Requiring it from module-info fails with:
[ERROR] Failed to execute goal org.apache.maven.plugins:maven-compiler-plugin:3.7.0:compile (default-compile) on project foo: Compilation failure
[ERROR] /foo/src/main/java/module-info.java:[10,12] module not found: elasticsearch
Steps to reproduce:
Analysis:
I debugged maven-compiler-plugin and that lead me to jdk.internal.module.ModulePath.
It fails in jdk.internal.module.ModulePath at line 557:
// parse each service configuration file
for (String sn : serviceNames) {
JarEntry entry = jf.getJarEntry(SERVICES_PREFIX + sn);
List<String> providerClasses = new ArrayList<>();
try (InputStream in = jf.getInputStream(entry)) {
BufferedReader reader
= new BufferedReader(new InputStreamReader(in, "UTF-8"));
String cn;
while ((cn = nextLine(reader)) != null) {
if (cn.length() > 0) {
String pn = packageName(cn);
if (!packages.contains(pn)) {
String msg = "Provider class " + cn + " not in module";
throw new InvalidModuleDescriptorException(msg); // <-- FAILING HERE
}
providerClasses.add(cn);
}
}
}
if (!providerClasses.isEmpty())
builder.provides(sn, providerClasses);
}
The issue comes from the fact that no elasticsearch packages match the following declared Java services:
Those service declarations either need to be moved to another project, or a fake class should be added to org.apache.lucene.codecs.

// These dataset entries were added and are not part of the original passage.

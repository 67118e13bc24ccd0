//! # HREF v1 — Pasteable Capsule References
//!
//! A single human-readable line that names a companion, a policy hash, a
//! capsule hash, and a small state "head":
//!
//! ```text
//! 〔HREF:v1〕comp=Stranger pc=pc_7d3a cap=cap_19b2 head=λ1.65 π0.86 ε0.74 HP=lite mode=presence OHI=warm(0.71) hot=a,b
//! ```
//!
//! Parsing is tolerant: extra whitespace is ignored, unknown head tokens are
//! skipped, and unrecognized enum values fall back to absent (or `unknown`
//! for the OHI state). Numbers render with at most six decimals.

use std::fmt;

use serde::{Deserialize, Serialize};

use crate::canonical::canonical_f64;

/// Line prefix identifying an HREF v1 reference.
pub const HREF_PREFIX: &str = "〔HREF:v1〕";

/// At most this many hot entries are encoded.
pub const MAX_HOT: usize = 12;

const HREF_KEYS: [&str; 5] = ["comp=", "pc=", "cap=", "head=", "hot="];

#[derive(Debug, Clone, Copy, PartialEq, Eq, Serialize, Deserialize)]
#[serde(rename_all = "lowercase")]
pub enum HpMode {
    Off,
    Lite,
    Full,
}

impl HpMode {
    pub fn as_str(&self) -> &'static str {
        match self {
            Self::Off => "off",
            Self::Lite => "lite",
            Self::Full => "full",
        }
    }

    fn parse(s: &str) -> Option<Self> {
        match s {
            "off" => Some(Self::Off),
            "lite" => Some(Self::Lite),
            "full" => Some(Self::Full),
            _ => None,
        }
    }
}

#[derive(Debug, Clone, Copy, PartialEq, Eq, Serialize, Deserialize)]
pub enum Mode {
    #[serde(rename = "presence")]
    Presence,
    #[serde(rename = "GTD")]
    Gtd,
    #[serde(rename = "story")]
    Story,
    #[serde(rename = "intimacy")]
    Intimacy,
    #[serde(rename = "sensual")]
    Sensual,
    #[serde(rename = "narrative")]
    Narrative,
    #[serde(rename = "unknown")]
    Unknown,
}

impl Mode {
    pub fn as_str(&self) -> &'static str {
        match self {
            Self::Presence => "presence",
            Self::Gtd => "GTD",
            Self::Story => "story",
            Self::Intimacy => "intimacy",
            Self::Sensual => "sensual",
            Self::Narrative => "narrative",
            Self::Unknown => "unknown",
        }
    }

    fn parse(s: &str) -> Option<Self> {
        [
            Self::Presence,
            Self::Gtd,
            Self::Story,
            Self::Intimacy,
            Self::Sensual,
            Self::Narrative,
            Self::Unknown,
        ]
        .into_iter()
        .find(|m| m.as_str() == s)
    }
}

#[derive(Debug, Clone, Copy, PartialEq, Eq, Serialize, Deserialize)]
#[serde(rename_all = "snake_case")]
pub enum OhiState {
    Tight,
    Warm,
    AtRisk,
    Cold,
    Unknown,
}

impl OhiState {
    pub fn as_str(&self) -> &'static str {
        match self {
            Self::Tight => "tight",
            Self::Warm => "warm",
            Self::AtRisk => "at_risk",
            Self::Cold => "cold",
            Self::Unknown => "unknown",
        }
    }

    fn parse(s: &str) -> Self {
        match s {
            "tight" => Self::Tight,
            "warm" => Self::Warm,
            "at_risk" => Self::AtRisk,
            "cold" => Self::Cold,
            _ => Self::Unknown,
        }
    }
}

#[derive(Debug, Clone, Copy, PartialEq, Serialize, Deserialize)]
pub struct Ohi {
    pub state: OhiState,
    #[serde(default, skip_serializing_if = "Option::is_none")]
    pub value: Option<f64>,
}

/// The state head carried by an HREF.
#[derive(Debug, Clone, Default, PartialEq, Serialize, Deserialize)]
#[serde(default)]
pub struct HrefHead {
    #[serde(skip_serializing_if = "Option::is_none")]
    pub lambda: Option<f64>,
    #[serde(skip_serializing_if = "Option::is_none")]
    pub permeability: Option<f64>,
    #[serde(skip_serializing_if = "Option::is_none")]
    pub entropy: Option<f64>,
    #[serde(rename = "HP", skip_serializing_if = "Option::is_none")]
    pub hp: Option<HpMode>,
    #[serde(skip_serializing_if = "Option::is_none")]
    pub mode: Option<Mode>,
    #[serde(skip_serializing_if = "Option::is_none")]
    pub ohi: Option<Ohi>,
}

/// A parsed or to-be-encoded HREF v1 reference.
#[derive(Debug, Clone, PartialEq, Serialize, Deserialize)]
pub struct HrefV1 {
    pub comp: String,
    pub pc: String,
    pub cap: String,
    #[serde(default)]
    pub head: HrefHead,
    #[serde(default, skip_serializing_if = "Vec::is_empty")]
    pub hot: Vec<String>,
}

impl HrefV1 {
    /// Parse an HREF line. Returns `None` if the prefix is missing or any of
    /// `comp`, `pc`, `cap` is absent.
    pub fn parse(input: &str) -> Option<Self> {
        let body = input.trim().strip_prefix(HREF_PREFIX)?;
        let tokens: Vec<&str> = body.split_whitespace().collect();

        let mut comp = None;
        let mut pc = None;
        let mut cap = None;
        let mut head_bits: Vec<&str> = Vec::new();
        let mut hot = Vec::new();

        let mut i = 0;
        while i < tokens.len() {
            let t = tokens[i];
            if let Some(v) = t.strip_prefix("comp=") {
                comp = Some(v.to_string());
            } else if let Some(v) = t.strip_prefix("pc=") {
                pc = Some(v.to_string());
            } else if let Some(v) = t.strip_prefix("cap=") {
                cap = Some(v.to_string());
            } else if let Some(v) = t.strip_prefix("hot=") {
                hot = v
                    .split(',')
                    .map(str::trim)
                    .filter(|s| !s.is_empty())
                    .map(str::to_string)
                    .collect();
            } else if let Some(v) = t.strip_prefix("head=") {
                // The head spans tokens until the next key.
                head_bits.clear();
                head_bits.push(v);
                while i + 1 < tokens.len() && !is_key(tokens[i + 1]) {
                    i += 1;
                    head_bits.push(tokens[i]);
                }
            }
            i += 1;
        }

        Some(Self {
            comp: non_empty(comp)?,
            pc: non_empty(pc)?,
            cap: non_empty(cap)?,
            head: parse_head(&head_bits),
            hot,
        })
    }
}

impl fmt::Display for HrefV1 {
    fn fmt(&self, f: &mut fmt::Formatter<'_>) -> fmt::Result {
        write!(f, "{HREF_PREFIX} comp={} pc={} cap={}", self.comp, self.pc, self.cap)?;

        let h = &self.head;
        let mut head: Vec<String> = Vec::new();
        for (symbol, value) in [("λ", h.lambda), ("π", h.permeability), ("ε", h.entropy)] {
            if let Some(n) = value.and_then(trim6) {
                head.push(format!("{symbol}{n}"));
            }
        }
        if let Some(hp) = h.hp {
            head.push(format!("HP={}", hp.as_str()));
        }
        if let Some(mode) = h.mode {
            head.push(format!("mode={}", mode.as_str()));
        }
        if let Some(ohi) = &h.ohi {
            let value = ohi
                .value
                .and_then(trim6)
                .map(|v| format!("({v})"))
                .unwrap_or_default();
            head.push(format!("OHI={}{value}", ohi.state.as_str()));
        }
        if !head.is_empty() {
            write!(f, " head={}", head.join(" "))?;
        }

        if !self.hot.is_empty() {
            let hot: Vec<&str> = self.hot.iter().take(MAX_HOT).map(String::as_str).collect();
            write!(f, " hot={}", hot.join(","))?;
        }
        Ok(())
    }
}

fn is_key(token: &str) -> bool {
    HREF_KEYS.iter().any(|k| token.starts_with(k))
}

fn non_empty(s: Option<String>) -> Option<String> {
    s.filter(|s| !s.is_empty())
}

fn trim6(n: f64) -> Option<String> {
    canonical_f64(n, 6).ok()
}

fn parse_num(s: &str) -> Option<f64> {
    s.parse::<f64>().ok().filter(|n| n.is_finite())
}

fn parse_head(bits: &[&str]) -> HrefHead {
    let mut head = HrefHead::default();
    for bit in bits.iter().filter(|b| !b.is_empty()) {
        if let Some(v) = bit.strip_prefix('λ') {
            head.lambda = parse_num(v);
        } else if let Some(v) = bit.strip_prefix('π') {
            head.permeability = parse_num(v);
        } else if let Some(v) = bit.strip_prefix('ε') {
            head.entropy = parse_num(v);
        } else if let Some(v) = bit.strip_prefix("HP=") {
            head.hp = HpMode::parse(v);
        } else if let Some(v) = bit.strip_prefix("mode=") {
            head.mode = Mode::parse(v);
        } else if let Some(v) = bit.strip_prefix("OHI=") {
            head.ohi = parse_ohi(v);
        }
    }
    head
}

/// `warm(0.71)` or `warm`.
fn parse_ohi(s: &str) -> Option<Ohi> {
    let (name, value) = match s.split_once('(') {
        Some((name, rest)) => (name, Some(rest.strip_suffix(')')?)),
        None => (s, None),
    };
    if name.is_empty() || !name.chars().all(|c| c.is_ascii_alphabetic() || c == '_') {
        return None;
    }
    Some(Ohi {
        state: OhiState::parse(name),
        value: value.and_then(parse_num),
    })
}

no elasticsearch packages match the following declared Java services
Can you elaborate on this? I think Codec and DocValuesFormat are leftover from long ago when we had custom versions of these in ES. PostingsFormat contains Completion50PostingsFormat which is still used. Is the issue just that Codec and DocValuesFormat are empty (we can remove them)?

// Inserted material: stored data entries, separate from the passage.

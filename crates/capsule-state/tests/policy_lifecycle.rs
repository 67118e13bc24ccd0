//! Replays a consent → policy → revocation sequence through a full
//! observer set and checks the combined snapshot after each step.

use capsule_core::{CapsuleEvent, CapsuleHash, CapsuleMeta, CapsuleType, FailureCode, TraceEntry};
use capsule_state::{ConsentState, ObserverSet};
use serde_json::{json, Value};

fn hash(step: usize) -> CapsuleHash {
    CapsuleHash::parse(&format!("cap_{:032x}", step + 0xabc)).unwrap()
}

fn entry(step: usize, payload: Value) -> TraceEntry {
    let capsule_type = CapsuleType::of(&payload);
    TraceEntry {
        step_index: step,
        step_name: format!("step {step}"),
        capsule: CapsuleMeta {
            capsule_type: capsule_type.clone(),
            capsule_path: format!("capsules/{step}.json"),
            canonical_json: Some(payload.to_string()),
            hash_hex: Some(hash(step).hex().to_string()),
            capsule_hash: Some(hash(step)),
        },
        event: CapsuleEvent::decode(&capsule_type, &payload),
    }
}

#[test]
fn policy_lifecycle_through_observer_set() {
    let mut set = ObserverSet::new();
    let consent = hash(0);

    let steps = vec![
        json!({"capsule_type": "CONSENT_ASSERTION", "consent": {"scope": ["memory_commit"]}}),
        json!({"capsule_type": "POLICY_ASSERTION", "capsule_id": "retention",
               "policy": {"authority_basis": consent.as_str()}}),
        json!({"capsule_type": "POLICY_REVOCATION",
               "revocation": {"authority_basis": consent.as_str(), "revoked_policy_id": "retention"}}),
        json!({"capsule_type": "POLICY_ASSERTION", "capsule_id": "retention",
               "policy": {"authority_basis": consent.as_str()}}),
        json!({"capsule_type": "CONSENT_REVOCATION"}),
    ];

    let mut failures = Vec::new();
    for (i, payload) in steps.into_iter().enumerate() {
        failures.extend(set.observe(&entry(i, payload)));
        if i == 1 {
            assert_eq!(set.snapshot().policy.active_policies, vec![hash(1).to_string()]);
        }
    }

    assert_eq!(failures.len(), 1);
    assert_eq!(failures[0].code, FailureCode::AuthorityRevoked);
    assert_eq!(failures[0].step_index, Some(3));

    let snap = set.snapshot();
    assert_eq!(snap.capsule.total_count, 5);
    assert_eq!(snap.consent.state, ConsentState::Revoked);
    assert!(snap.consent.active_scopes.is_empty());
    assert_eq!(snap.policy.revoked_policies, vec!["retention".to_string()]);
    assert!(snap.policy.active_policies.is_empty());
}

I added a Gradle test module in the PR, but I couldn't reproduce my maven project behaviour.
Maybe it is just a Maven issue.
@rjernst,
I didn't see that both of them were empty.
Still, the issue is also caused by org.apache.lucene.codecs.PostingsFormat for which I had to add 2 fake classes:
This is really weird.
I am creating a git repository with a Maven project reproducing the issue.
I created https://github.com/Cosium/jigsaw-elasticsearch which allows to reproduce the issue.
And a ticket in Maven compiler tracker https://issues.apache.org/jira/browse/MCOMPILER-328
https://issues.apache.org/jira/browse/MCOMPILER-328?focusedCommentId=16398365&page=com.atlassian.jira.plugin.system.issuetabpanels:comment-tabpanel#comment-16398365 confirms that Maven get the automodule name directly from the JDK.
That would mean that Gradle computes the module name itself, which is more brittle.
I created a Gradle equivalent:
https://github.com/Cosium/jigsaw-elasticsearch-gradle
I reproduce the same issue as Maven.
Therefore:
Pinging @elastic/es-core-infra
After much debugging !
The modulepath should contain all modular jars. That includes jars containing well defined module-info.java and jar eligible to automodule.
Elasticsearch is not currently eligible to automodule because it violates some Jigsaw encapsulation about Java services.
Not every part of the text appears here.